1. You feel mentally stimulated

Lerner said he enjoyed the feeling of being the only radiologist working on any given day in a small town. While it sounds intimidating at first, he said it felt “mentally stimulating” to use all of his newly learned skills in practice.

2. A friendly work environment

Another aspect of working in a rural setting that Lerner appreciated was that everyone “worked together collegially.”

“Interdepartmental rapport was generally very positive,” he wrote. “The chief executive officers and administrators knew everyone by name and would say hello when walking by in the hallway; they were always very approachable. I thought of my colleagues as friends.”

3. Burnout can be less of a concern

As bad as burnout is in healthcare right now—and it is especially bad in radiology, according to numerous studies and surveys—something else to consider, according to Lerner, is that you are likely to not feel as tired or worn down. It’s generally a much smaller workload and weekend shifts didn’t leave him nearly as exhausted as they can in a bigger city.
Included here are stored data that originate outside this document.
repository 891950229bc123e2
pub mod application;
pub mod cli;
pub mod config;
pub mod constants;
pub mod domain;
pub mod infrastructure;

pub use application::{agent, catalog, client, conversation, stdio, tooling};
pub use cli::Cli;
pub use config::{AppConfig, ModelProviderConfig, ServerConfig};
pub use domain::types;
pub use infrastructure::model;

use agent::ResolverOptions;
use client::McpClient;
use config::ConfigError;
use model::{ModelProvider, ProviderFactory};
use std::error::Error;
use std::sync::Arc;
use tokio::signal;
use tooling::ServerManager;
use tracing::{debug, error, info, warn};
use tracing_subscriber::{EnvFilter, fmt};

/// Runs the client. Every session opened here is closed before returning,
/// whether the run ends normally, on Ctrl-C or with an error.
pub async fn run(cli: Cli) -> Result<(), Box<dyn Error>> {
    init_tracing();
    info!("Starting mcp-toolbridge");
    debug!(
        config = ?cli.config,
        provider = ?cli.provider,
        model = ?cli.model,
        servers = cli.servers.len(),
        "CLI arguments parsed"
    );

    let mut config = AppConfig::load(cli.config.as_deref())?;
    match &cli.config {
        Some(path) => info!(path = %path.display(), "Loaded configuration from file"),
        None => info!("Loaded configuration from default path"),
    }
    apply_cli_overrides(&cli, &mut config)?;

    let provider = ProviderFactory::create(config.active_provider()?, config.model_timeout)?;
    let manager = Arc::new(ServerManager::new(config.tool_timeout));
    let options = ResolverOptions::new(config.model.clone())
        .with_system_prompt(config.system_prompt.clone())
        .with_max_tool_turns(config.max_tool_turns);
    let client = McpClient::new(provider, Arc::clone(&manager), options);

    let outcome = tokio::select! {
        result = drive(&cli, &config, &manager, &client) => result,
        signal = signal::ctrl_c() => {
            match signal {
                Ok(()) => info!("Interrupted; shutting down"),
                Err(err) => error!(%err, "Failed to listen for Ctrl-C; shutting down"),
            }
            Ok(())
        }
    };

    let teardown = client.shutdown().await;
    match (outcome, teardown) {
        (Ok(()), Ok(())) => {
            info!("Client execution finished");
            Ok(())
        }
        (Ok(()), Err(err)) => Err(err.into()),
        (Err(err), teardown) => {
            if let Err(teardown) = teardown {
                warn!(%teardown, "Teardown also failed");
            }
            Err(err)
        }
    }
}

async fn drive<P: ModelProvider>(
    cli: &Cli,
    config: &AppConfig,
    manager: &ServerManager,
    client: &McpClient<P>,
) -> Result<(), Box<dyn Error>> {
    let failures = manager.connect_all(&config.servers).await;
    if !config.servers.is_empty() && failures.len() == config.servers.len() {
        warn!("No tool server could be connected; continuing without tools");
    }
    info!(
        connected = config.servers.len() - failures.len(),
        failed = failures.len(),
        "Tool servers ready"
    );

    match cli.one_shot_query() {
        Some(query) => {
            let resolution = client.ask(&query).await?;
            println!("{}", resolution.render());
        }
        None => {
            info!("Launching interactive loop");
            stdio::run(client, &config.quit_command).await?;
        }
    }
    Ok(())
}

fn init_tracing() {
    static INIT: std::sync::Once = std::sync::Once::new();
    INIT.call_once(|| {
        let filter = EnvFilter::try_from_default_env().unwrap_or_else(|_| EnvFilter::new("info"));
        fmt()
            .with_env_filter(filter)
            .with_target(false)
            .with_level(true)
            .with_writer(std::io::stderr)
            .init();
    });
}

/// Folds command-line flags into the loaded configuration.
fn apply_cli_overrides(cli: &Cli, config: &mut AppConfig) -> Result<(), ConfigError> {
    if let Some(provider) = &cli.provider {
        info!(provider = %provider, "Overriding default provider from CLI flag");
        config.default_provider = provider.clone();
    }
    if let Some(model) = &cli.model {
        info!(model = %model, "Overriding model from CLI flag");
        config.model = model.clone();
    }
    if let Some(system) = &cli.system {
        config.system_prompt = Some(system.clone());
    }
    if let Some(limit) = cli.max_tool_turns {
        config.max_tool_turns = limit;
    }
    for script in &cli.servers {
        let server = ServerConfig::from_script(script)?;
        debug!(server = %server.name, "Adding tool server from CLI flag");
        config.servers.push(server);
    }

    config.active_provider()?;
    Ok(())
}
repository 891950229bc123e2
use super::error::ConfigError;
use super::provider::ModelProviderConfig;
use super::server::ServerConfig;
use std::path::Path;
use std::time::Duration;

/// Application configuration loaded from client.toml
#[derive(Debug, Clone)]
pub struct AppConfig {
    pub default_provider: String,
    pub model: String,
    pub system_prompt: Option<String>,
    pub servers: Vec<ServerConfig>,
    pub providers: Vec<ModelProviderConfig>,
    /// Upper bound on tool round-trips within one query.
    pub max_tool_turns: usize,
    pub tool_timeout: Duration,
    pub model_timeout: Duration,
    /// Input line that ends the interactive session.
    pub quit_command: String,
}

impl AppConfig {
    /// Load configuration from a file path (or default path if None)
    pub fn load(path: Option<&Path>) -> Result<Self, ConfigError> {
        super::loader::load_config(path)
    }

    /// Provider entry selected by `default_provider`.
    pub fn active_provider(&self) -> Result<&ModelProviderConfig, ConfigError> {
        self.providers
            .iter()
            .find(|provider| provider.id == self.default_provider)
            .ok_or_else(|| ConfigError::ProviderNotFound {
                provider: self.default_provider.clone(),
            })
    }
}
4. You have bargaining power

“Although money is not the most important thing in life, it can have a significant effect on deciding where to practice,” Lerner wrote.
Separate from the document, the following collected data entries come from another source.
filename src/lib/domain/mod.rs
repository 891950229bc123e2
pub mod types;
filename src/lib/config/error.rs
use std::io;
use std::path::PathBuf;
use thiserror::Error;

/// Errors that can occur when loading or validating configuration
#[derive(Debug, Error)]
pub enum ConfigError {
    #[error("configuration file not found at {path:?}")]
    NotFound { path: PathBuf },

    #[error("failed to read config from {path:?}: {source}")]
    Io {
        path: PathBuf,
        #[source]
        source: io::Error,
    },

    #[error("failed to parse config from {path:?}: {source}")]
    Parse {
        path: PathBuf,
        #[source]
        source: toml::de::Error,
    },

    #[error("missing required field 'model' in configuration")]
    MissingModel,

    #[error("missing required field 'default_provider' in configuration")]
    MissingDefaultProvider,

    #[error("no providers configured - at least one [[providers]] entry is required")]
    NoProvidersConfigured,

    #[error("default provider '{provider}' not found in configured providers")]
    ProviderNotFound { provider: String },

    #[error("provider '{provider}' is missing required field 'endpoint'")]
    MissingEndpoint { provider: String },

    #[error("server '{server}' is invalid: {reason}")]
    InvalidServer { server: String, reason: String },

    #[error("server script must be a .py or .js file, got {path:?}")]
    UnsupportedScript { path: PathBuf },
}
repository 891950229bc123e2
//! # Agent Module
//!
//! The query resolution loop. A query is appended to the conversation and
//! sent to the model with the current tool catalog; a function call is
//! dispatched through the tool servers and its result appended, and the
//! loop repeats until the model answers in text.
//!
//! ## Key Types
//!
//! - [`QueryResolver`] - The resolution loop
//! - [`ResolverOptions`] - Model, system prompt and tool budget
//! - [`Resolution`] - Final answer with its tool trace
//! - [`ResolveError`] - Failures that abort a query
//! - [`ToolError`] - Failures of a single dispatch, recorded as turns

mod errors;
mod models;
mod runner;
mod runtime;


pub use errors::{ResolveError, ToolError};
pub use models::{AgentStep, Resolution, ResolverOptions};
pub use runner::QueryResolver;
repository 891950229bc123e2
//! OpenAI-compatible client implementation

use async_trait::async_trait;
use serde::{Deserialize, Serialize};
use serde_json::{Map as JsonMap, Value};
use std::time::Duration;
use tracing::{debug, info, warn};

use super::base::HttpClientBase;
use crate::config::ModelProviderConfig;
use crate::constants::DEFAULT_OPENAI_API_PATH;
use crate::domain::types::ToolInvocation;
use crate::infrastructure::model::adapter::MessageAdapter;
use crate::infrastructure::model::factory::resolve_api_key;
use crate::infrastructure::model::traits::ModelProvider;
use crate::infrastructure::model::types::{ModelError, ModelReply, ModelRequest};

/// OpenAI-compatible client (works with OpenAI, Mistral, Groq, etc.)
#[derive(Clone)]
pub struct OpenAIClient {
    base: HttpClientBase,
    api_path: String,
}

impl OpenAIClient {
    pub fn from_config(config: &ModelProviderConfig, timeout: Duration) -> Result<Self, ModelError> {
        let api_key = resolve_api_key(&config.id, config.api_key.as_deref());
        Ok(Self {
            base: HttpClientBase::new(config.id.clone(), config.endpoint.clone(), api_key, timeout)?,
            api_path: config
                .api_path
                .clone()
                .unwrap_or_else(|| DEFAULT_OPENAI_API_PATH.to_string()),
        })
    }
}

#[async_trait]
impl ModelProvider for OpenAIClient {
    fn id(&self) -> &str {
        &self.base.id
    }

    async fn generate(&self, request: ModelRequest) -> Result<ModelReply, ModelError> {
        let url = self.base.build_url(&self.api_path);

        let payload = OpenAIRequest {
            model: request.model.clone(),
            messages: MessageAdapter::to_openai_messages(
                request.system_prompt.as_deref(),
                &request.turns,
            ),
            tools: MessageAdapter::to_openai_tools(&request.tools),
            stream: false,
        };

        info!(
            provider = self.base.id.as_str(),
            model = request.model.as_str(),
            turns = request.turns.len(),
            tools = request.tools.len(),
            "Sending request to OpenAI-compatible provider"
        );

        let response: OpenAIResponse = self.base.post_with_bearer(&url, &payload).await?;
        debug!("Received response from OpenAI-compatible provider");
        parse_reply(&self.base.id, response)
    }
}

fn parse_reply(provider: &str, response: OpenAIResponse) -> Result<ModelReply, ModelError> {
    let message = response
        .choices
        .into_iter()
        .next()
        .and_then(|choice| choice.message)
        .ok_or_else(|| ModelError::invalid_response(provider, "missing message"))?;

    let mut calls = message.tool_calls.unwrap_or_default().into_iter();
    if let Some(call) = calls.next() {
        let dropped = calls.len();
        if dropped > 0 {
            warn!(provider, dropped, "model requested several function calls; only the first is used");
        }
        let arguments = parse_arguments(provider, &call.function.arguments)?;
        let invocation = ToolInvocation::new(call.function.name, arguments);
        return Ok(ModelReply::ToolCall(match call.id {
            Some(id) => invocation.with_call_id(id),
            None => invocation,
        }));
    }

    Ok(ModelReply::FinalAnswer {
        text: message.content.unwrap_or_default(),
    })
}

/// Arguments arrive as a JSON-encoded string.
fn parse_arguments(provider: &str, raw: &str) -> Result<JsonMap<String, Value>, ModelError> {
    if raw.trim().is_empty() {
        return Ok(JsonMap::new());
    }
    match serde_json::from_str::<Value>(raw) {
        Ok(Value::Object(map)) => Ok(map),
        Ok(Value::Null) => Ok(JsonMap::new()),
        Ok(other) => Err(ModelError::invalid_response(
            provider,
            format!("function call arguments must be an object, got {other}"),
        )),
        Err(err) => Err(ModelError::invalid_response(
            provider,
            format!("function call arguments are not valid JSON: {err}"),
        )),
    }
}

#[derive(Serialize)]
struct OpenAIRequest {
    model: String,
    messages: Vec<Value>,
    #[serde(skip_serializing_if = "Vec::is_empty")]
    tools: Vec<Value>,
    stream: bool,
}

#[derive(Deserialize)]
struct OpenAIResponse {
    choices: Vec<OpenAIChoice>,
}

#[derive(Deserialize)]
struct OpenAIChoice {
    message: Option<OpenAIMessage>,
}

#[derive(Deserialize)]
struct OpenAIMessage {
    content: Option<String>,
    tool_calls: Option<Vec<OpenAIToolCall>>,
}

#[derive(Deserialize)]
struct OpenAIToolCall {
    id: Option<String>,
    function: OpenAIFunctionCall,
}

#[derive(Deserialize)]
struct OpenAIFunctionCall {
    name: String,
    #[serde(default)]
    arguments: String,
}

#[cfg(test)]
mod tests {
    use super::*;
    use serde_json::json;

    fn parse(body: Value) -> Result<ModelReply, ModelError> {
        parse_reply("openai", serde_json::from_value(body).unwrap())
    }

    #[test]
    fn tool_call_keeps_provider_id() {
        let reply = parse(json!({
            "choices": [{"message": {
                "role": "assistant",
                "content": null,
                "tool_calls": [{
                    "id": "call_abc",
                    "type": "function",
                    "function": {"name": "add", "arguments": "{\"a\":5,\"b\":6}"}
                }]
            }}]
        }))
        .unwrap();

        match reply {
            ModelReply::ToolCall(invocation) => {
                assert_eq!(invocation.call_id, "call_abc");
                assert_eq!(invocation.tool_name, "add");
                assert_eq!(invocation.arguments["a"], json!(5));
            }
            other => panic!("unexpected reply {other:?}"),
        }
    }

    #[test]
    fn plain_content_is_final_answer() {
        let reply = parse(json!({
            "choices": [{"message": {"role": "assistant", "content": "11"}}]
        }))
        .unwrap();
        assert_eq!(reply, ModelReply::FinalAnswer { text: "11".into() });
    }

    #[test]
    fn malformed_arguments_are_rejected() {
        let err = parse(json!({
            "choices": [{"message": {"tool_calls": [{
                "id": "x",
                "function": {"name": "add", "arguments": "{a:5"}
            }]}}]
        }))
        .unwrap_err();
        assert!(matches!(err, ModelError::InvalidResponse { .. }));
    }

    #[test]
    fn empty_choices_are_rejected() {
        assert!(parse(json!({"choices": []})).is_err());
    }
}
//! Sessions with MCP tool servers and the manager that owns them.

mod error;
mod interface;
mod manager;
mod session;
mod transport;


pub use error::{ConnectionError, TeardownError, ToolInvokeError};
pub use interface::ToolServerInterface;
pub use manager::ServerManager;
pub use session::{McpSession, ToolOutput};
pub use transport::{MessageSink, Transport};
He noted that fewer people are applying for rural radiologist positions, giving the applicant more leverage when it comes to discussing salaries. Signing bonuses are also common, he added, and some rural hospitals are willing to immediately help pay off student loans. Housing and the cost of living are also going to be much cheaper in a rural area, something that can make a real impact on one’s budget.

5. No long commute

Instead of driving into the city for 45 minutes or an hour each way, rural radiologists often have a much shorter commute. This leaves more time for doing any other activities, and it can save the person making the commute considerable stress.
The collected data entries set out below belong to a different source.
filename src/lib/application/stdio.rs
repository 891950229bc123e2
use crate::client::McpClient;
use crate::model::ModelProvider;
use thiserror::Error;
use tokio::io::{self, AsyncBufRead, AsyncBufReadExt, AsyncWrite, AsyncWriteExt, BufReader};
use tracing::{debug, error, info};

#[derive(Debug, Error)]
pub enum StdioError {
    #[error("stdin/stdout I/O error: {0}")]
    Io(#[from] std::io::Error),
}

enum LoopControl {
    Continue,
    Exit,
}

/// Interactive loop on the process's stdin and stdout.
pub async fn run<P: ModelProvider>(
    client: &McpClient<P>,
    quit_command: &str,
) -> Result<(), StdioError> {
    let stdin = BufReader::new(io::stdin());
    let mut stdout = io::stdout();
    run_with_io(client, quit_command, stdin, &mut stdout).await
}

/// Reads one query per line until end of input, `/exit` or `quit_command`.
/// A failed query is reported and the loop keeps going.
pub async fn run_with_io<P, R, W>(
    client: &McpClient<P>,
    quit_command: &str,
    input: R,
    output: &mut W,
) -> Result<(), StdioError>
where
    P: ModelProvider,
    R: AsyncBufRead + Unpin,
    W: AsyncWrite + Unpin,
{
    let mut lines = input.lines();

    print_banner(output, client, quit_command).await?;

    loop {
        output.write_all(b"\nQuery: ").await?;
        output.flush().await?;

        let Some(line) = lines.next_line().await? else {
            write_line(output, "\nInput closed. Leaving interactive mode.").await?;
            break;
        };

        let input = line.trim();
        if input.is_empty() {
            continue;
        }
        if input.eq_ignore_ascii_case(quit_command) {
            info!("Quit sentinel received");
            break;
        }

        if matches!(input.chars().next(), Some('/') | Some(':')) {
            match handle_command(input, client, output).await? {
                LoopControl::Continue => continue,
                LoopControl::Exit => break,
            }
        } else {
            handle_query(client, input, output).await?;
        }
    }

    output.flush().await?;
    Ok(())
}

async fn handle_command<P, W>(
    input: &str,
    client: &McpClient<P>,
    output: &mut W,
) -> Result<LoopControl, StdioError>
where
    P: ModelProvider,
    W: AsyncWrite + Unpin,
{
    let command = input.trim_start_matches(['/', ':']);
    let name = command
        .split_whitespace()
        .next()
        .unwrap_or_default()
        .to_ascii_lowercase();

    debug!(command = %name, "Processing interactive command");

    match name.as_str() {
        "" => Ok(LoopControl::Continue),
        "help" | "?" => {
            print_help(output).await?;
            Ok(LoopControl::Continue)
        }
        "exit" | "quit" | "q" => Ok(LoopControl::Exit),
        "reset" | "clear" => {
            client.reset().await;
            write_line(output, "Conversation history cleared.").await?;
            Ok(LoopControl::Continue)
        }
        "tools" => {
            print_tools(output, client).await?;
            Ok(LoopControl::Continue)
        }
        other => {
            write_line(
                output,
                &format!("Unknown command '{other}'. Use /help for the list of commands."),
            )
            .await?;
            Ok(LoopControl::Continue)
        }
    }
}

async fn handle_query<P, W>(client: &McpClient<P>, query: &str, output: &mut W) -> Result<(), StdioError>
where
    P: ModelProvider,
    W: AsyncWrite + Unpin,
{
    match client.ask(query).await {
        Ok(resolution) => {
            write_line(output, "").await?;
            write_line(output, &resolution.render()).await?;
        }
        Err(err) => {
            error!(%err, "Query failed");
            write_line(output, "\nRequest failed:").await?;
            write_line(output, &err.user_message()).await?;
        }
    }
    output.flush().await?;
    Ok(())
}

async fn print_banner<P, W>(
    output: &mut W,
    client: &McpClient<P>,
    quit_command: &str,
) -> Result<(), StdioError>
where
    P: ModelProvider,
    W: AsyncWrite + Unpin,
{
    let servers = client.servers().await;
    let tools = client.catalog().await.len();
    write_line(output, "MCP Tool Bridge").await?;
    write_line(
        output,
        &format!(
            "Model: {} | Servers: {} | Tools: {tools}",
            client.model(),
            if servers.is_empty() {
                "none".to_string()
            } else {
                servers.join(", ")
            }
        ),
    )
    .await?;
    write_line(
        output,
        &format!("Type your queries, '{quit_command}' to exit, or /help for commands."),
    )
    .await
}

async fn print_help<W: AsyncWrite + Unpin>(output: &mut W) -> Result<(), StdioError> {
    write_line(output, "Commands:").await?;
    write_line(output, "  /help   Show this help").await?;
    write_line(output, "  /tools  List the tools offered to the model").await?;
    write_line(output, "  /reset  Forget the conversation so far").await?;
    write_line(output, "  /exit   Leave interactive mode").await
}

async fn print_tools<P, W>(output: &mut W, client: &McpClient<P>) -> Result<(), StdioError>
where
    P: ModelProvider,
    W: AsyncWrite + Unpin,
{
    let catalog = client.catalog().await;
    if catalog.is_empty() {
        return write_line(output, "No tools available.").await;
    }
    write_line(output, &format!("{} tool(s):", catalog.len())).await?;
    for entry in catalog.entries() {
        let descriptor = &entry.descriptor;
        let server = descriptor.server.as_deref().unwrap_or("-");
        let line = if descriptor.description.is_empty() {
            format!("  {} [{server}]", descriptor.name)
        } else {
            format!("  {} [{server}] - {}", descriptor.name, descriptor.description)
        };
        write_line(output, &line).await?;
    }
    Ok(())
}

async fn write_line<W: AsyncWrite + Unpin>(output: &mut W, text: &str) -> Result<(), StdioError> {
    output.write_all(text.as_bytes()).await?;
    output.write_all(b"\n").await?;
    Ok(())
}

#[cfg(test)]
mod tests {
    use super::*;
    use crate::agent::ResolverOptions;
    use crate::model::{ModelError, ModelReply, ModelRequest};
    use crate::tooling::ServerManager;
    use crate::types::ConversationTurn;
    use async_trait::async_trait;
    use std::sync::Arc;
    use std::time::Duration;

    struct Parrot;

    #[async_trait]
    impl ModelProvider for Parrot {
        fn id(&self) -> &str {
            "parrot"
        }

        async fn generate(&self, request: ModelRequest) -> Result<ModelReply, ModelError> {
            match request.turns.last() {
                Some(ConversationTurn::UserText(text)) if text == "boom" => {
                    Err(ModelError::invalid_response("parrot", "exploded"))
                }
                Some(ConversationTurn::UserText(text)) => Ok(ModelReply::FinalAnswer {
                    text: format!("you said {text}"),
                }),
                _ => Err(ModelError::invalid_response("parrot", "no user turn")),
            }
        }
    }

    fn client() -> McpClient<Parrot> {
        McpClient::new(
            Parrot,
            Arc::new(ServerManager::new(Duration::from_secs(1))),
            ResolverOptions::new("parrot-1"),
        )
    }

    async fn transcript(script: &str) -> String {
        let client = client();
        let mut output = Vec::new();
        run_with_io(&client, "quit", script.as_bytes(), &mut output)
            .await
            .expect("loop runs");
        String::from_utf8(output).unwrap()
    }

    #[tokio::test]
    async fn answers_queries_until_quit_sentinel() {
        let out = transcript("hello\nquit\nnever asked\n").await;

        assert!(out.contains("you said hello"));
        assert!(!out.contains("never asked"));
        assert!(!out.contains("Input closed"));
    }

    #[tokio::test]
    async fn failures_are_reported_and_loop_continues() {
        let out = transcript("boom\nstill here\n").await;

        assert!(out.contains("Request failed:"));
        assert!(out.contains("could not be understood"));
        assert!(out.contains("you said still here"));
        assert!(out.contains("Input closed"));
    }

    #[tokio::test]
    async fn commands_are_handled_locally() {
        let out = transcript("/help\n/tools\n/reset\n/bogus\n/exit\nhello\n").await;

        assert!(out.contains("/tools  List the tools"));
        assert!(out.contains("No tools available."));
        assert!(out.contains("Conversation history cleared."));
        assert!(out.contains("Unknown command 'bogus'"));
        assert!(!out.contains("you said hello"));
    }

    #[tokio::test]
    async fn reset_clears_history() {
        let client = client();
        let mut output = Vec::new();
        run_with_io(&client, "quit", "one\ntwo\n/reset\n".as_bytes(), &mut output)
            .await
            .unwrap();
        assert_eq!(client.history_len().await, 0);
    }
}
Of course, there are downsides to consider as well

Lerner emphasized that “it is not all roses” for the rural radiologist. Smaller hospitals are closing throughout the United States, and it’s something job applicants must always keep in mind. And smaller groups mean that there are less specialists who can step up to cover for you if you are ill or need to change your schedule for another reason.

Also, he added, it is possible minority radiologists could experience certain issues.

“Although neither I nor my colleagues of multiple ethnicities or origins (including Jewish, Indian, Middle East, Pakistan) ever reported experiencing this in our practice or city, being a minority might be more difficult depending on the specific location given a small homogenous population for various reasons including potential hostility as an outsider as a barrier to entry,” he wrote. “Feelings of culturally missing out or being isolated might be a factor if you are the only one in your town from a given background, particularly during those respective holidays.”

Overall, Lerner said he enjoyed his time working as a rural radiologist. He did eventually move to a bigger city, but it was an experience he will always remember.

“I expanded my skill set, felt like I made a difference, and made friends that I will hopefully have throughout life,” he concluded.